Coral Reef Ecosystem Microbiology

Diel dynamics of dissolved organic matter production and remineralization as a driver of coral reef nutrient recycling (National Science Foundation, 2020-2023)

Collaborators: Linda Wegley Kelly @ SDSU

Summary: Coral reefs exhibit some of the highest rates of primary production and decomposition of any ecosystem type yet persist in some of the most oligotrophic waters on the planet, implying tight recycling of macronutrients through organic matter. Roughly one third of gross benthic production in reefs is released as dissolved organic matter (DOM), yet reefs exhibit depleted DOM relative to the surrounding ocean, suggesting that rapid microbial consumption and remineralization processes of DOM play a significant role in nutrient recycling. Our recent documentation of significant diel shifts in both microbial communities and nutrients in reefs suggest that dynamics of microbial-DOM interactions on short daily timescales may be a fundamental feature of reefs that play a key role in nutrient recycling and retention. This project will define in situ diel dynamics of microbial communities and dissolved organic and inorganic nutrients in a coral reef system and then further resolve specific microbial-DOM genomic- metabolomic interaction mechanisms that drive the transformation and remineralization of metabolites involved in nutrient recycling in reefs.
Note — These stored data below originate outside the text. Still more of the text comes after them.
//! Message rendering
//!
//! Every notification starts as a [`Notice`] of structured fields, then is
//! rendered per transport: compact one-liners for SMS and pager, markdown
//! for chat, subject plus verbose body for email, JSON for webhooks.

use chrono::{DateTime, Utc};
use mend_signal::{ActionStatus, RecoveryReport, Severity};
use serde::{Deserialize, Serialize};
use std::fmt::Write as _;

use crate::config::Links;
use crate::notify::channel::TransportKind;
use crate::notify::escalation::EscalationIncident;

/// Upper bound for SMS and pager bodies
pub const COMPACT_LIMIT: usize = 160;

/// Structured notification content
#[derive(Debug, Clone, PartialEq, Serialize, Deserialize)]
pub struct Notice {
    /// Routing severity
    pub severity: Severity,
    /// Headline
    pub title: String,
    /// Run id or incident id
    pub reference: String,
    /// Trigger kind name
    pub trigger: String,
    /// When the notice was raised
    pub timestamp: DateTime<Utc>,
    /// Actions in the run
    pub total_actions: usize,
    /// Successful actions
    pub successful_actions: usize,
    /// Failed actions
    pub failed_actions: usize,
    /// Skipped actions
    pub skipped_actions: usize,
    /// `kind/target: error` for each failure
    #[serde(default)]
    pub failures: Vec<String>,
    /// Escalation level, for escalation notices
    #[serde(default, skip_serializing_if = "Option::is_none")]
    pub escalation_level: Option<usize>,
    /// Dashboard and log links
    pub links: Links,
}

impl Notice {
    /// Notice summarising a finished run
    #[must_use]
    pub fn from_report(report: &RecoveryReport, links: &Links) -> Self {
        let severity = report.severity();
        let title = match severity {
            Severity::Info => "Auto-recovery completed".to_string(),
            Severity::Warning => "Auto-recovery completed with failures".to_string(),
            Severity::Critical => "Auto-recovery critical".to_string(),
        };
        let failures = report
            .results
            .iter()
            .filter(|r| r.status == ActionStatus::Failed)
            .map(|r| {
                format!(
                    "{}/{}: {}",
                    r.action.kind,
                    r.action.target,
                    r.error_message().unwrap_or("unknown error")
                )
            })
            .collect();

        Self {
            severity,
            title,
            reference: report.run_id.to_string(),
            trigger: report.trigger.to_string(),
            timestamp: report.finished_at,
            total_actions: report.total_actions,
            successful_actions: report.successful_actions,
            failed_actions: report.failed_actions,
            skipped_actions: report.skipped_actions,
            failures,
            escalation_level: None,
            links: links.clone(),
        }
    }

    /// Notice for escalation `level` of `incident`
    #[must_use]
    pub fn escalation(incident: &EscalationIncident, level: usize, at: DateTime<Utc>, links: &Links) -> Self {
        Self {
            severity: incident.severity,
            title: incident.title.clone(),
            reference: incident.incident_id.clone(),
            trigger: "escalation".to_string(),
            timestamp: at,
            total_actions: 0,
            successful_actions: 0,
            failed_actions: 0,
            skipped_actions: 0,
            failures: Vec::new(),
            escalation_level: Some(level),
            links: links.clone(),
        }
    }

    fn headline(&self) -> String {
        match self.escalation_level {
            Some(level) => format!("[{}] ESCALATION L{level}: {}", self.severity, self.title),
            None => format!("[{}] {}", self.severity, self.title),
        }
    }

    fn counts(&self) -> String {
        format!(
            "{} total, {} succeeded, {} failed, {} skipped",
            self.total_actions, self.successful_actions, self.failed_actions, self.skipped_actions
        )
    }
}

/// Body encoding of a rendered message
#[derive(Debug, Clone, Copy, PartialEq, Eq, Serialize, Deserialize)]
#[serde(rename_all = "lowercase")]
pub enum MessageFormat {
    /// Plain text
    Text,
    /// Markdown
    Markdown,
    /// JSON document
    Json,
}

/// Transport-ready message
#[derive(Debug, Clone, PartialEq, Eq, Serialize, Deserialize)]
pub struct RenderedMessage {
    /// Subject line, for transports that have one
    #[serde(default, skip_serializing_if = "Option::is_none")]
    pub subject: Option<String>,
    /// Body
    pub body: String,
    /// Body encoding
    pub format: MessageFormat,
}

fn truncate_chars(text: &str, limit: usize) -> String {
    if text.chars().count() <= limit {
        return text.to_string();
    }
    let mut out: String = text.chars().take(limit.saturating_sub(3)).collect();
    out.push_str("...");
    out
}

fn compact(notice: &Notice) -> String {
    let mut line = notice.headline();
    if notice.escalation_level.is_none() {
        let _ = write!(
            line,
            " {}/{} ok",
            notice.successful_actions, notice.total_actions
        );
        if notice.failed_actions > 0 {
            let _ = write!(line, ", {} failed", notice.failed_actions);
        }
    }
    let _ = write!(line, " ref {}", notice.reference);
    if let Some(logs) = &notice.links.logs_url {
        let _ = write!(line, " {logs}");
    }
    truncate_chars(&line, COMPACT_LIMIT)
}

fn markdown(notice: &Notice) -> String {
    let mut body = format!("*{}*\n", notice.headline());
    let _ = writeln!(body, "- Reference: `{}`", notice.reference);
    let _ = writeln!(body, "- Trigger: {}", notice.trigger);
    let _ = writeln!(body, "- Time: {}", notice.timestamp.to_rfc3339());
    if notice.escalation_level.is_none() {
        let _ = writeln!(body, "- Actions: {}", notice.counts());
    }
    for failure in &notice.failures {
        let _ = writeln!(body, "  - failed `{failure}`");
    }
    let links: Vec<String> = [
        notice.links.dashboard_url.as_ref().map(|u| format!("[Dashboard]({u})")),
        notice.links.logs_url.as_ref().map(|u| format!("[Logs]({u})")),
    ]
    .into_iter()
    .flatten()
    .collect();
    if !links.is_empty() {
        let _ = writeln!(body, "{}", links.join(" | "));
    }
    body
}

fn email_body(notice: &Notice) -> String {
    let mut body = String::new();
    let _ = writeln!(body, "{}", notice.title);
    let _ = writeln!(body);
    let _ = writeln!(body, "Severity:  {}", notice.severity);
    let _ = writeln!(body, "Reference: {}", notice.reference);
    let _ = writeln!(body, "Trigger:   {}", notice.trigger);
    let _ = writeln!(body, "Time:      {}", notice.timestamp.to_rfc3339());
    if let Some(level) = notice.escalation_level {
        let _ = writeln!(body, "Escalation level: {level}");
    } else {
        let _ = writeln!(body);
        let _ = writeln!(body, "Total actions:      {}", notice.total_actions);
        let _ = writeln!(body, "Successful actions: {}", notice.successful_actions);
        let _ = writeln!(body, "Failed actions:     {}", notice.failed_actions);
        let _ = writeln!(body, "Skipped actions:    {}", notice.skipped_actions);
    }
    if !notice.failures.is_empty() {
        let _ = writeln!(body);
        let _ = writeln!(body, "Failures:");
        for failure in &notice.failures {
            let _ = writeln!(body, "  * {failure}");
        }
    }
    if let Some(url) = &notice.links.dashboard_url {
        let _ = writeln!(body);
        let _ = writeln!(body, "Dashboard: {url}");
    }
    if let Some(url) = &notice.links.logs_url {
        let _ = writeln!(body, "Logs:      {url}");
    }
    body
}

/// Render `notice` for `transport`
#[must_use]
pub fn render(notice: &Notice, transport: TransportKind) -> RenderedMessage {
    match transport {
        TransportKind::Sms | TransportKind::Pager => RenderedMessage {
            subject: None,
            body: compact(notice),
            format: MessageFormat::Text,
        },
        TransportKind::Chat => RenderedMessage {
            subject: None,
            body: markdown(notice),
            format: MessageFormat::Markdown,
        },
        TransportKind::Email => RenderedMessage {
            subject: Some(notice.headline()),
            body: email_body(notice),
            format: MessageFormat::Text,
        },
        TransportKind::Webhook => RenderedMessage {
            subject: None,
            body: serde_json::to_string(notice).unwrap_or_else(|error| {
                tracing::warn!(%error, "failed to encode webhook payload");
                format!("{{\"title\":{:?}}}", notice.title)
            }),
            format: MessageFormat::Json,
        },
    }
}

#[cfg(test)]
mod tests {
    use super::*;
    use mend_signal::{ActionKind, RecoveryActionSpec, RecoveryResult, RunId, TriggerId, TriggerKind};

    fn at(secs: i64) -> DateTime<Utc> {
        DateTime::from_timestamp(1_700_000_000 + secs, 0).unwrap()
    }

    fn links() -> Links {
        Links {
            dashboard_url: Some("https://dash.example.com/recovery".into()),
            logs_url: Some("https://logs.example.com/mend".into()),
        }
    }

    fn warning_report() -> RecoveryReport {
        RecoveryReport::assemble(
            RunId::new(),
            TriggerId::new(),
            TriggerKind::Alarm,
            false,
            at(0),
            at(2),
            vec![
                RecoveryResult::success(
                    RecoveryActionSpec::new(ActionKind::RestartService, "lambda-functions", 1, 10),
                    5,
                    1,
                    serde_json::Value::Null,
                    at(1),
                ),
                RecoveryResult::failed(
                    RecoveryActionSpec::new(ActionKind::ClearCache, "api-gateway", 2, 5),
                    5,
                    1,
                    "cache endpoint timed out",
                    at(2),
                ),
            ],
        )
    }

    #[test]
    fn compact_formats_fit_sms() {
        let mut notice = Notice::from_report(&warning_report(), &links());
        notice.title = "x".repeat(300);
        for transport in [TransportKind::Sms, TransportKind::Pager] {
            let message = render(&notice, transport);
            assert!(message.body.chars().count() <= COMPACT_LIMIT);
            assert!(message.body.starts_with("[WARNING]"));
        }
    }

    #[test]
    fn chat_and_email_carry_details() {
        let notice = Notice::from_report(&warning_report(), &links());

        let chat = render(&notice, TransportKind::Chat);
        assert_eq!(chat.format, MessageFormat::Markdown);
        assert!(chat.body.contains("clear-cache/api-gateway: cache endpoint timed out"));
        assert!(chat.body.contains("[Dashboard](https://dash.example.com/recovery)"));

        let email = render(&notice, TransportKind::Email);
        assert_eq!(
            email.subject.as_deref(),
            Some("[WARNING] Auto-recovery completed with failures")
        );
        assert!(email.body.contains("Failed actions:     1"));
        assert!(email.body.contains(&notice.reference));
    }

    #[test]
    fn webhook_is_json() {
        let notice = Notice::from_report(&warning_report(), &links());
        let message = render(&notice, TransportKind::Webhook);
        let value: serde_json::Value = serde_json::from_str(&message.body).unwrap();
        assert_eq!(value["severity"], "WARNING");
        assert_eq!(value["failed_actions"], 1);
    }

    #[test]
    fn escalation_notice_names_level() {
        let incident = EscalationIncident::new("01HZX", "Alarm TodoApiErrors is ALARM", at(0));
        let notice = Notice::escalation(&incident, 1, at(900), &Links::default());
        let sms = render(&notice, TransportKind::Sms);
        assert!(sms.body.starts_with("[CRITICAL] ESCALATION L1: Alarm TodoApiErrors"));
        assert!(sms.body.contains("ref 01HZX"));
    }
}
Key products of this work will be to develop a core understanding of diel microbial ecology and biogeochemistry in reef ecosystems and to use this understanding to illuminate key microbial and molecular players in the nutrient decomposition and remineralization processes long hypothesized to be central to maintaining healthy reefs.

Developing untargeted molecular networking as a tool to characterize widespread transformations of marine dissolved organic matter

Collaborators: Linda Wegley Kelly @ SDSU, Lihini Aluwihare @ SIO, Pieter Dorrestein @ UCSD, Andi Haas @ NIOZ

Publications: Petras et al. 2017

Summary: Carbon cycling in the ocean is centered on the reactivity of complex pools of marine organic matter (hundreds of thousands of different molecules) processed through the microbial food web. The overarching objective of this project is to develop novel approaches to define widespread transformations of marine DOM, associate these molecular transitions with distinct molecular families, and link these transformations to fates of recently produced DOM and distributions of semi-labile DOM in natural ecosystems. Such a goal requires bridging organic chemistry and microbiology methodologies to link microbial activity to molecular transitions through the DOM pool. By integrating laboratory and field experiments and oceanographic surveys paired with the development of analytical tools for untargeted metabolomics and metatranscriptomics we propose to characterize the fate of reactive DOM. A key product of this research is a refined mechanistic understanding of DOM-microbe interactions through the quantification of major microbially-mediated chemical transformations and metabolic pathways that influence the post-production processing of DOM.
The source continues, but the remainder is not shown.